-- Exercise --
Report each line of the entries below that includes "response".

-- Supplied records --
//! HTTP fetcher implementation
//!
//! This module handles all HTTP requests for the crawler, including:
//! - Building HTTP clients with proper user agent strings
//! - GET requests for listing and detail pages under a per-request timeout
//! - Error classification into HTTP and network failures

use crate::config::UserAgentConfig;
use async_trait::async_trait;
use reqwest::Client;
use std::time::Duration;

/// Result of a fetch operation
#[derive(Debug, Clone, PartialEq)]
pub enum FetchResult {
    /// Successfully fetched the page
    Success {
        /// Final URL after redirects
        final_url: String,
        /// HTTP status code
        status_code: u16,
        /// Page body content
        body: String,
    },

    /// The server answered with a non-success status
    HttpError {
        /// The HTTP status code
        status_code: u16,
    },

    /// Network error (connection refused, timeout, etc.)
    NetworkError {
        /// Error description
        error: String,
        /// Whether the per-request timeout expired
        timed_out: bool,
    },
}

impl FetchResult {
    /// Short description of a failure, for logs
    pub fn failure_reason(&self) -> Option<String> {
        match self {
            Self::Success { .. } => None,
            Self::HttpError { status_code } => Some(format!("HTTP {}", status_code)),
            Self::NetworkError { timed_out: true, .. } => Some("timed out".to_string()),
            Self::NetworkError { error, .. } => Some(error.clone()),
        }
    }
}

/// Capability to fetch a document body
#[async_trait]
pub trait DocumentFetcher: Send + Sync {
    async fn fetch(&self, url: &str, timeout: Duration) -> FetchResult;
}

/// Fetcher backed by a shared `reqwest` client
#[derive(Debug, Clone)]
pub struct HttpFetcher {
    client: Client,
}

impl HttpFetcher {
    pub fn new(client: Client) -> Self {
        Self { client }
    }
}

#[async_trait]
impl DocumentFetcher for HttpFetcher {
    async fn fetch(&self, url: &str, timeout: Duration) -> FetchResult {
        fetch_url(&self.client, url, timeout).await
    }
}

/// Builds an HTTP client with proper configuration
///
/// # Arguments
///
/// * `config` - The user agent configuration
///
/// # Returns
///
/// * `Ok(Client)` - Successfully built HTTP client
/// * `Err(reqwest::Error)` - Failed to build client
///
/// # Example
///
/// ```no_run
/// use offer_harvester::config::UserAgentConfig;
/// use offer_harvester::crawler::build_http_client;
///
/// let config = UserAgentConfig {
///     crawler_name: "OfferHarvester".to_string(),
///     crawler_version: "1.0".to_string(),
///     contact_url: "https://example.com/about".to_string(),
///     contact_email: "admin@example.com".to_string(),
/// };
///
/// let client = build_http_client(&config).unwrap();
/// ```
pub fn build_http_client(config: &UserAgentConfig) -> Result<Client, reqwest::Error> {
    // Format: CrawlerName/Version (+ContactURL; ContactEmail)
    let user_agent = format!(
        "{}/{} (+{}; {})",
        config.crawler_name, config.crawler_version, config.contact_url, config.contact_email
    );

    Client::builder()
        .user_agent(user_agent)
        .connect_timeout(Duration::from_secs(10))
        .gzip(true)
        .brotli(true)
        .build()
}

/// Fetches a URL within `timeout`
///
/// | Condition | Result |
/// |-----------|--------|
/// | 2xx with a readable body | Success |
/// | Any other status | HttpError |
/// | Timeout | NetworkError, `timed_out` |
/// | Connection/TLS/body error | NetworkError |
///
/// There are no retries; the caller counts the failure and moves on.
///
/// # Arguments
///
/// * `client` - The HTTP client to use
/// * `url` - The URL to fetch
/// * `timeout` - Upper bound on the whole request, body included
pub async fn fetch_url(client: &Client, url: &str, timeout: Duration) -> FetchResult {
    let response = match client.get(url).timeout(timeout).send().await {
        Ok(response) => response,
        Err(e) => {
            return FetchResult::NetworkError {
                timed_out: e.is_timeout(),
                error: e.to_string(),
            }
        }
    };

    let status = response.status();
    if !status.is_success() {
        return FetchResult::HttpError {
            status_code: status.as_u16(),
        };
    }

    let final_url = response.url().to_string();
    match response.text().await {
        Ok(body) => FetchResult::Success {
            final_url,
            status_code: status.as_u16(),
            body,
        },
        Err(e) => FetchResult::NetworkError {
            timed_out: e.is_timeout(),
            error: e.to_string(),
        },
    }
}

-- Answer --
    let response = match client.get(url).timeout(timeout).send().await {
        Ok(response) => response,
    let status = response.status();
    let final_url = response.url().to_string();
    match response.text().await {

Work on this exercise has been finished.